What is expected.
Among the records that follow, find the line with "pub fn zoom_in(&mut" and the line with "if self.mode != ZoomMode::Explicit". Set down those lines and all lines between them exactly, without adding anything.

Given entries.
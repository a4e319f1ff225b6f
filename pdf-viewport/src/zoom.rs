use crate::layout::ZoomMode;

/// Zoom factor, its bounds, and how it is derived.
#[derive(Debug, Clone, PartialEq)]
pub struct ZoomState {
    value: f64,
    min: f64,
    max: f64,
    factor: f64,
    mode: ZoomMode,
}

impl ZoomState {
    pub const DEFAULT_MIN: f64 = 0.1;
    pub const DEFAULT_MAX: f64 = 5.0;
    pub const DEFAULT_FACTOR: f64 = 1.2;

    pub fn new(value: f64, min: f64, max: f64, factor: f64, mode: ZoomMode) -> Self {
        Self {
            value: value.clamp(min, max),
            min,
            max,
            factor,
            mode,
        }
    }

    pub fn value(&self) -> f64 {
        self.value
    }

    pub fn min(&self) -> f64 {
        self.min
    }

    pub fn max(&self) -> f64 {
        self.max
    }

    pub fn mode(&self) -> ZoomMode {
        self.mode
    }

    /// Store a clamped explicit zoom. Returns whether the stored state changed.
    pub fn set(&mut self, zoom: f64) -> bool {
        let clamped = if zoom.is_nan() {
            self.value
        } else {
            zoom.clamp(self.min, self.max)
        };
        let changed = clamped != self.value || self.mode != ZoomMode::Explicit;
        self.value = clamped;
        self.mode = ZoomMode::Explicit;
        changed
    }

    pub fn zoom_in(&mut self) -> bool {
        self.set(self.value * self.factor)
    }

    pub fn zoom_out(&mut self) -> bool {
        self.set(self.value / self.factor)
    }

    pub fn set_mode(&mut self, mode: ZoomMode) {
        self.mode = mode;
    }

    /// Record the zoom a fit mode implied during layout.
    pub fn apply_fit(&mut self, zoom: f64) {
        if self.mode != ZoomMode::Explicit && !zoom.is_nan() {
            self.value = zoom.clamp(self.min, self.max);
        }
    }
}

impl Default for ZoomState {
    fn default() -> Self {
        Self::new(
            1.0,
            Self::DEFAULT_MIN,
            Self::DEFAULT_MAX,
            Self::DEFAULT_FACTOR,
            ZoomMode::FitHeight,
        )
    }
}
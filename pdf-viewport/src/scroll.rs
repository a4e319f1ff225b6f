//! The scrollable area the viewport lives in, and the continuous-mode window
//! tracker.

use serde::{Deserialize, Serialize};

#[derive(Debug, Clone, Copy, PartialEq, Eq, Serialize, Deserialize)]
pub enum Orientation {
    Vertical,
    Horizontal,
}

/// Keyboard-style scroll commands.
#[derive(Debug, Clone, Copy, PartialEq, Eq, Serialize, Deserialize)]
pub enum ScrollAction {
    LineUp,
    LineDown,
    PageUp,
    PageDown,
    Home,
    End,
}

/// Scroll offsets, visible size and content size in pixels.
#[derive(Debug, Clone, Copy, Default, PartialEq)]
pub struct ScrollArea {
    offset_x: f64,
    offset_y: f64,
    viewport_width: f64,
    viewport_height: f64,
    extent_width: f64,
    extent_height: f64,
}

impl ScrollArea {
    pub const SMALL_CHANGE: f64 = 1.0;
    pub const LARGE_CHANGE: f64 = 10.0;

    pub fn horizontal_offset(&self) -> f64 {
        self.offset_x
    }

    pub fn vertical_offset(&self) -> f64 {
        self.offset_y
    }

    pub fn viewport_width(&self) -> f64 {
        self.viewport_width
    }

    pub fn viewport_height(&self) -> f64 {
        self.viewport_height
    }

    pub fn scrollable_width(&self) -> f64 {
        (self.extent_width - self.viewport_width).max(0.0)
    }

    pub fn scrollable_height(&self) -> f64 {
        (self.extent_height - self.viewport_height).max(0.0)
    }

    pub fn is_measured(&self) -> bool {
        self.viewport_width > 0.0 && self.viewport_height > 0.0
    }

    pub fn set_viewport(&mut self, width: f64, height: f64) {
        self.viewport_width = width.max(0.0);
        self.viewport_height = height.max(0.0);
        self.reclamp();
    }

    pub fn set_extent(&mut self, width: f64, height: f64) {
        self.extent_width = width.max(0.0);
        self.extent_height = height.max(0.0);
        self.reclamp();
    }

    /// Returns whether the stored offset moved.
    pub fn set_vertical_offset(&mut self, offset: f64) -> bool {
        let clamped = clamp_offset(offset, self.scrollable_height());
        let changed = clamped != self.offset_y;
        self.offset_y = clamped;
        changed
    }

    /// Returns whether the stored offset moved.
    pub fn set_horizontal_offset(&mut self, offset: f64) -> bool {
        let clamped = clamp_offset(offset, self.scrollable_width());
        let changed = clamped != self.offset_x;
        self.offset_x = clamped;
        changed
    }

    pub fn set_offset(&mut self, x: f64, y: f64) -> bool {
        let horizontal = self.set_horizontal_offset(x);
        let vertical = self.set_vertical_offset(y);
        horizontal || vertical
    }

    pub fn at_top(&self) -> bool {
        self.offset_y <= 0.0
    }

    pub fn at_bottom(&self) -> bool {
        self.offset_y >= self.scrollable_height()
    }

    /// Apply a keyboard scroll command. Returns whether the offset moved.
    pub fn perform_scroll(&mut self, action: ScrollAction, orientation: Orientation) -> bool {
        let (offset, scrollable) = match orientation {
            Orientation::Vertical => (self.offset_y, self.scrollable_height()),
            Orientation::Horizontal => (self.offset_x, self.scrollable_width()),
        };
        let target = match action {
            ScrollAction::LineUp => offset - Self::SMALL_CHANGE,
            ScrollAction::LineDown => offset + Self::SMALL_CHANGE,
            ScrollAction::PageUp => offset - Self::LARGE_CHANGE,
            ScrollAction::PageDown => offset + Self::LARGE_CHANGE,
            ScrollAction::Home => 0.0,
            ScrollAction::End => scrollable,
        };
        match orientation {
            Orientation::Vertical => self.set_vertical_offset(target),
            Orientation::Horizontal => self.set_horizontal_offset(target),
        }
    }

    fn reclamp(&mut self) {
        self.offset_x = clamp_offset(self.offset_x, self.scrollable_width());
        self.offset_y = clamp_offset(self.offset_y, self.scrollable_height());
    }
}

fn clamp_offset(offset: f64, scrollable: f64) -> f64 {
    if offset.is_nan() {
        0.0
    } else {
        offset.clamp(0.0, scrollable)
    }
}

/// Visible page range in continuous mode, both ends inclusive.
///
/// Every page is assumed to be `page_height` tall plus `spacing` between
/// pages. Returns `None` for an empty document or a degenerate pitch.
pub fn visible_window(
    offset: f64,
    viewport_height: f64,
    page_height: f64,
    spacing: f64,
    page_count: usize,
) -> Option<(usize, usize)> {
    let pitch = page_height + spacing;
    if page_count == 0 || pitch.is_nan() || pitch <= 0.0 {
        return None;
    }
    let last = page_count - 1;
    let index = |position: f64| -> usize {
        let slot = (position / pitch).floor();
        if slot <= 0.0 {
            0
        } else {
            (slot.min(last as f64)) as usize
        }
    };
    Some((index(offset), index(offset + viewport_height)))
}
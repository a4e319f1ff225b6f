//! A scrollable, zoomable, rotatable PDF page viewport.
//!
//! [`Viewport`] lays pages out for the current zoom, rotation and display
//! mode, renders only the pages that are visible, and keeps drag, wheel and
//! keyboard scrolling in sync with what is cached. Rasterization goes through
//! the [`Document`] trait; [`PdfiumDocument`] is the pdfium-backed one.

pub mod cache;
pub mod config;
pub mod dispatch;
pub mod document;
pub mod error;
pub mod export;
pub mod frames;
pub mod kinetic;
pub mod layout;
pub mod navigation;
pub mod rotation;
pub mod scroll;
pub mod viewport;
pub mod zoom;

pub use config::{KineticConfig, ViewportConfig};
pub use dispatch::{InlineDispatch, RenderDispatch, WorkerPool};
pub use document::{
    Document, DocumentSource, PdfLibrary, PdfiumDocument, PixelBuffer, RenderFlags, RenderRequest,
};
pub use error::{ConfigError, DocumentError, ExportError, RenderError};
pub use export::{render_all_pages, CancellationToken, ExportJob};
pub use kinetic::{InertiaId, KineticPhase, Point};
pub use layout::{DisplayMode, PageSize, PixelSize, ZoomMode};
pub use rotation::Rotation;
pub use scroll::{Orientation, ScrollAction};
pub use viewport::{ViewerEvent, Viewport, WheelMode};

Exercise output.
    pub fn zoom_in(&mut self) -> bool {
        self.set(self.value * self.factor)
    }

    pub fn zoom_out(&mut self) -> bool {
        self.set(self.value / self.factor)
    }

    pub fn set_mode(&mut self, mode: ZoomMode) {
        self.mode = mode;
    }

    /// Record the zoom a fit mode implied during layout.
    pub fn apply_fit(&mut self, zoom: f64) {
        if self.mode != ZoomMode::Explicit && !zoom.is_nan() {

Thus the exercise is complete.